23 avril 2008
Couloir N1
Il est temps de parler de ce couloir N1
Ce corridor humain des humours de plain-pied
Des sourires au coin du café-rire ralliés
Qui longe les cloisons de notre gagne-pain
Bureau de joutes entre badins de terrain
Passés ces quarts diurnes consignés sur écran
Il est séant de parler du couloir N1
Où la trêve s’emploie à nous armer d’un cran
Ces zestes de détente et de vie sous cape
Ces dialogues que l’on pourrait croire volés
Sont autant de béquilles et de soupapes
Pour inviter tous nos matins à se lever
Il est franc de parler de ce couloir N1
Chaque jour y reconduit notre semaine
Chaque semelle paperasse en son chemin
A grand pas d’anecdotes ou de rengaine
Il est vrai de parler de ce couloir N1
Quand au creux noir de quelque godet fissuré
Se lit parfois le marc d’un zèle pressuré
Par certains maux que l’on se disait anodins
Oui il faut parler de cette coulisse d’entrain
Où s’échangent des mimiques amicales
Foin des grimaces, des saynètes rivales
Qu’on ne saurait singer dans ce miroir N1
12 avril 2008
Ces jours derniers
Ces jours derniers, j’ai vécu une mort sans fin
Sous la faux affilée de mais en crocs de si
Couchés à tombeau ouvert sur un calepin
J’ai su la morsure de l’amour en sursis
Pantin sanglé, je reposais entre ses maux
Il me semblait alors ne plus m’appartenir
Hors d’elle, mon silence se sentait de trop
J’ai dû crier à même la tendresse à tenir
Ces jours prochains, seul importera son accent
Le friselis d’une parole dans l’air du râle
Qui bruissera soyeuse contre le gel perçant
Pour être bue comme un alcool musical
Ce présent sait l’ultimatum des jours comptés
La nuit son rêve quitte un peu mes lendemains
Mais elle me parle encore d’instants enchantés
Et mon cœur fixement s’arrête sur le sien
06 avril 2008
Sans fausse modestie mais sans véritable prétention non plus
Contrairement à tous ces textes que j’ai pu déchirer avant, ces mots que j’ai su abandonner au fil des ans, quand ce blog viendra à disparaître, il restera au moins ceux-là :
Retrouver ses écrits sur papier, qui plus est sous forme de livre, c’est sincèrement un plaisir.
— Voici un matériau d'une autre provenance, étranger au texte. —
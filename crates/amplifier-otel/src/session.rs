//! Per-session span tree.
//!
//! A [`SessionSpanTree`] owns every open span of one session: the root, the
//! current turn, a LIFO stack of in-flight tool spans, the in-flight LLM call
//! and any open paired operation (prompt, plan, approval, cancellation).
//!
//! New spans are parented to the *innermost open span*: the top of the tool
//! stack, else the turn, else the root. LLM and paired spans are deliberately
//! not part of that chain; they never become parents.

use crate::attributes::keys;
use crate::context::TraceContext;
use crate::invariants::{
    debug_assert_child_of, debug_assert_sampling_inherited, debug_assert_tree_drained,
};
use crate::span::{Attributes, FinishedSpan, Span, SpanKind, SpanStatus};

pub const SESSION_SPAN_NAME: &str = "amplifier.session";
pub const TURN_SPAN_NAME: &str = "amplifier.turn";

/// Operations with a start event and a matching end event that are tracked
/// outside the tool stack.
#[derive(Debug, Clone, Copy, PartialEq, Eq, Hash)]
pub enum PairedOperation {
    Prompt,
    Plan,
    Approval,
    Cancellation,
}

impl PairedOperation {
    pub fn span_name(self) -> &'static str {
        match self {
            Self::Prompt => "prompt",
            Self::Plan => "plan",
            Self::Approval => "approval_pending",
            Self::Cancellation => "cancellation",
        }
    }
}

/// One entry of the tool stack.
#[derive(Debug)]
pub struct ToolFrame {
    pub tool_name: String,
    pub span: Span,
}

/// Span name for a tool invocation.
pub fn tool_span_name(tool_name: &str) -> String {
    format!("execute_tool {tool_name}")
}

/// All open spans of one session.
#[derive(Debug)]
pub struct SessionSpanTree {
    session_id: String,
    root: Span,
    turn: Option<Span>,
    tool_stack: Vec<ToolFrame>,
    llm: Option<Span>,
    paired: Vec<(PairedOperation, Span)>,
    turn_count: u64,
    cancel_requested: bool,
}

impl SessionSpanTree {
    /// Opens the root span of a session with an already-decided context.
    pub fn new(session_id: impl Into<String>, root_context: TraceContext, attributes: Attributes) -> Self {
        let session_id = session_id.into();
        let mut root = Span::start(root_context, SESSION_SPAN_NAME, SpanKind::Server);
        root.set_attribute(keys::SESSION_ID, session_id.as_str());
        root.extend_attributes(attributes);

        Self {
            session_id,
            root,
            turn: None,
            tool_stack: Vec::new(),
            llm: None,
            paired: Vec::new(),
            turn_count: 0,
            cancel_requested: false,
        }
    }

    pub fn session_id(&self) -> &str {
        &self.session_id
    }

    /// Context of the root span, as exposed for log correlation.
    pub fn trace_context(&self) -> TraceContext {
        *self.root.context()
    }

    /// Context of the innermost open span: tool top, else turn, else root.
    pub fn innermost_context(&self) -> TraceContext {
        *self.innermost().context()
    }

    fn innermost(&self) -> &Span {
        self.tool_stack
            .last()
            .map(|frame| &frame.span)
            .or(self.turn.as_ref())
            .unwrap_or(&self.root)
    }

    pub fn root_mut(&mut self) -> &mut Span {
        &mut self.root
    }

    pub fn turn_count(&self) -> u64 {
        self.turn_count
    }

    pub fn has_open_turn(&self) -> bool {
        self.turn.is_some()
    }

    pub fn tool_depth(&self) -> usize {
        self.tool_stack.len()
    }

    /// Tool names from the bottom of the stack to the top.
    pub fn tool_names(&self) -> impl Iterator<Item = &str> {
        self.tool_stack.iter().map(|f| f.tool_name.as_str())
    }

    pub fn cancel_requested(&self) -> bool {
        self.cancel_requested
    }

    pub fn mark_cancel_requested(&mut self) {
        self.cancel_requested = true;
    }

    /// Root, turn, tools, LLM and paired spans currently open.
    pub fn open_span_count(&self) -> usize {
        1 + usize::from(self.turn.is_some())
            + self.tool_stack.len()
            + usize::from(self.llm.is_some())
            + self.paired.len()
    }

    /// Starts a span under the innermost open span without storing it.
    pub fn start_child(&self, name: impl Into<String>, kind: SpanKind, attributes: Attributes) -> Span {
        let parent = self.innermost().context();
        let mut span = Span::child_of(parent, name, kind);
        debug_assert_child_of!(span.context(), parent);
        debug_assert_sampling_inherited!(span.context(), self.root.context());
        span.extend_attributes(attributes);
        span
    }

    // =========================================================================
    // Turns
    // =========================================================================

    /// Opens the next turn under the root.
    ///
    /// A turn that is still open is closed first and returned.
    pub fn start_turn(&mut self, attributes: Attributes) -> Option<FinishedSpan> {
        let superseded = self.turn.take().map(|mut turn| {
            turn.set_attribute(keys::TURN_SUPERSEDED, true);
            turn.end(SpanStatus::Unset, None)
        });

        self.turn_count += 1;
        let mut turn = Span::child_of(self.root.context(), TURN_SPAN_NAME, SpanKind::Internal);
        turn.set_attribute(keys::SESSION_ID, self.session_id.as_str());
        turn.set_attribute(keys::TURN_NUMBER, self.turn_count);
        turn.extend_attributes(attributes);
        self.turn = Some(turn);

        superseded
    }

    /// Closes the open turn, if any, with status OK.
    pub fn end_turn(&mut self) -> Option<FinishedSpan> {
        self.turn.take().map(|turn| turn.end(SpanStatus::Ok, None))
    }

    // =========================================================================
    // Tool stack
    // =========================================================================

    /// Pushes a tool span parented to the current innermost span.
    pub fn push_tool(&mut self, tool_name: impl Into<String>, attributes: Attributes) -> TraceContext {
        let tool_name = tool_name.into();
        let span = self.start_child(tool_span_name(&tool_name), SpanKind::Internal, attributes);
        let context = *span.context();
        self.tool_stack.push(ToolFrame { tool_name, span });
        context
    }

    /// Pops the innermost tool span. The caller ends it.
    pub fn pop_tool(&mut self) -> Option<ToolFrame> {
        self.tool_stack.pop()
    }

    // =========================================================================
    // LLM calls and paired operations
    // =========================================================================

    /// Tracks an open LLM span, returning any previous one closed as UNSET.
    pub fn begin_llm(&mut self, span: Span) -> Option<FinishedSpan> {
        self.llm
            .replace(span)
            .map(|previous| previous.end(SpanStatus::Unset, None))
    }

    pub fn take_llm(&mut self) -> Option<Span> {
        self.llm.take()
    }

    /// Tracks an open paired span, returning any previous one of the same
    /// operation closed as UNSET.
    pub fn begin_paired(&mut self, operation: PairedOperation, span: Span) -> Option<FinishedSpan> {
        let previous = self.take_paired(operation);
        self.paired.push((operation, span));
        previous.map(|span| span.end(SpanStatus::Unset, None))
    }

    pub fn take_paired(&mut self, operation: PairedOperation) -> Option<Span> {
        let index = self.paired.iter().position(|(op, _)| *op == operation)?;
        Some(self.paired.remove(index).1)
    }

    // =========================================================================
    // Close
    // =========================================================================

    /// Closes every open span, children before parents, root last.
    ///
    /// The LLM span and paired spans never parent anything, so they go
    /// first, then tool spans innermost first. All of these are orphans:
    /// they end with ERROR and carry an `orphan_event` span event. The turn
    /// ends UNSET. The root ends with the given status.
    pub fn close(
        mut self,
        status: SpanStatus,
        status_message: Option<String>,
        orphan_event: &str,
    ) -> Vec<FinishedSpan> {
        let mut finished = Vec::with_capacity(self.open_span_count());

        let orphan = |mut span: Span| {
            span.add_event(orphan_event, Attributes::new());
            span.end(SpanStatus::Error, Some(orphan_event.to_string()))
        };

        if let Some(llm) = self.llm.take() {
            finished.push(orphan(llm));
        }
        while let Some((_, span)) = self.paired.pop() {
            finished.push(orphan(span));
        }
        while let Some(frame) = self.tool_stack.pop() {
            finished.push(orphan(frame.span));
        }
        if let Some(turn) = self.turn.take() {
            finished.push(turn.end(SpanStatus::Unset, None));
        }

        debug_assert_tree_drained!(self);

        self.root.set_attribute(keys::SESSION_TURNS, self.turn_count);
        finished.push(self.root.end(status, status_message));
        finished
    }
}

#[cfg(test)]
mod tests {
    use super::*;

    fn tree() -> SessionSpanTree {
        SessionSpanTree::new("s1", TraceContext::new_root(true), Attributes::new())
    }

    #[test]
    fn test_innermost_follows_stack() {
        let mut tree = tree();
        let root = tree.trace_context();
        assert_eq!(tree.innermost_context(), root);

        assert!(tree.start_turn(Attributes::new()).is_none());
        let turn = tree.innermost_context();
        assert_eq!(turn.parent_span_id, Some(root.span_id));

        let a = tree.push_tool("a", Attributes::new());
        assert_eq!(a.parent_span_id, Some(turn.span_id));
        let b = tree.push_tool("b", Attributes::new());
        assert_eq!(b.parent_span_id, Some(a.span_id));
        assert_eq!(tree.innermost_context(), b);
        assert_eq!(tree.tool_names().collect::<Vec<_>>(), vec!["a", "b"]);

        let frame = tree.pop_tool().unwrap();
        assert_eq!(frame.tool_name, "b");
        assert_eq!(tree.innermost_context(), a);
    }

    #[test]
    fn test_tool_without_turn_parents_to_root() {
        let mut tree = tree();
        let tool = tree.push_tool("bash", Attributes::new());
        assert_eq!(tool.parent_span_id, Some(tree.trace_context().span_id));
    }

    #[test]
    fn test_turn_numbering_and_supersede() {
        let mut tree = tree();
        tree.start_turn(Attributes::new());
        let superseded = tree.start_turn(Attributes::new()).unwrap();
        assert_eq!(superseded.status, SpanStatus::Unset);
        assert_eq!(superseded.attribute(keys::TURN_SUPERSEDED), Some(&true.into()));
        assert_eq!(superseded.attribute(keys::TURN_NUMBER), Some(&1_u64.into()));

        let second = tree.end_turn().unwrap();
        assert_eq!(second.attribute(keys::TURN_NUMBER), Some(&2_u64.into()));
        assert_eq!(second.status, SpanStatus::Ok);
        assert!(tree.end_turn().is_none());
        assert_eq!(tree.turn_count(), 2);
    }

    #[test]
    fn test_paired_operations_are_independent() {
        let mut tree = tree();
        let prompt = tree.start_child("prompt", SpanKind::Internal, Attributes::new());
        let plan = tree.start_child("plan", SpanKind::Internal, Attributes::new());
        assert!(tree.begin_paired(PairedOperation::Prompt, prompt).is_none());
        assert!(tree.begin_paired(PairedOperation::Plan, plan).is_none());
        assert_eq!(tree.open_span_count(), 3);

        assert_eq!(tree.take_paired(PairedOperation::Prompt).unwrap().name(), "prompt");
        assert!(tree.take_paired(PairedOperation::Prompt).is_none());
        assert!(tree.take_paired(PairedOperation::Approval).is_none());
        assert_eq!(tree.open_span_count(), 2);
    }

    #[test]
    fn test_close_orphans_innermost_first() {
        let mut tree = tree();
        tree.start_turn(Attributes::new());
        tree.push_tool("outer", Attributes::new());
        let plan = tree.start_child("plan", SpanKind::Internal, Attributes::new());
        tree.begin_paired(PairedOperation::Plan, plan);
        tree.push_tool("inner", Attributes::new());
        let llm = tree.start_child("chat m", SpanKind::Client, Attributes::new());
        tree.begin_llm(llm);

        let finished = tree.close(SpanStatus::Ok, None, "session ended while span open");
        let names: Vec<_> = finished.iter().map(|s| s.name.as_str()).collect();
        assert_eq!(
            names,
            vec![
                "chat m",
                "plan",
                "execute_tool inner",
                "execute_tool outer",
                TURN_SPAN_NAME,
                SESSION_SPAN_NAME
            ]
        );

        // Every span closes after all of its children.
        for (position, span) in finished.iter().enumerate() {
            let children_after = finished[position + 1..]
                .iter()
                .filter(|later| later.parent_span_id == Some(span.span_id))
                .count();
            assert_eq!(children_after, 0, "{} closed before a child", span.name);
            assert!(finished[..position].iter().all(|earlier| earlier.end_time <= span.end_time));
        }

        for orphan in &finished[..4] {
            assert_eq!(orphan.status, SpanStatus::Error);
            assert!(orphan.has_event("session ended while span open"));
        }
        let root = finished.last().unwrap();
        assert_eq!(root.status, SpanStatus::Ok);
        assert_eq!(root.parent_span_id, None);
        assert_eq!(root.attribute(keys::SESSION_TURNS), Some(&1_u64.into()));
    }
}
Et puis, comme je frappe mes mots directement au clavier, à peine si je sais encore tenir un crayon, et que je ne connais mes textes qu’à travers un écran, ces recueils sont aussi une redécouverte.
Sans fausse modestie mais sans véritable prétention non plus, je suis vraiment heureuse de les avoir « pondus ».
Je voulais vous faire partager ma joie et vous en remercier. Car sans vos encouragements, quels qu’ils soient : commentaires de visiteurs fort sympathiques ou intérêt chaleureux témoigné par mes proches, je n’aurais pas trouvé réelle motivation pour concevoir ce projet personnel.
Il me semble maintenant avoir tourné une page… Une page de garde.
02 avril 2008
Le coeur disputé
Toutes larmes dehors, comme d’autres sortent les griffes, leurs oeillades sont lésion, leurs murmures barbelés.
Fatale rentrée de colère assortie, entre deux saisissantes sensibilités, là où s’invite un silence seyant, la solitude sévit et le tout propos tance.
De tristesse un cil s’éteint doucement, tandis qu’une salve de prières soulève l’émeute d’un regard, rebelle aux flèches de frictions.
Malgré l’éraflure, le sourire innocent se cherche, le frisson se crée à la capture gracieuse du geste qui s’amorce.
Des fumées plein les prunelles, comme d’autres ombrent leurs paupières, leurs peurs sont papillon, leurs querelles fugueuses.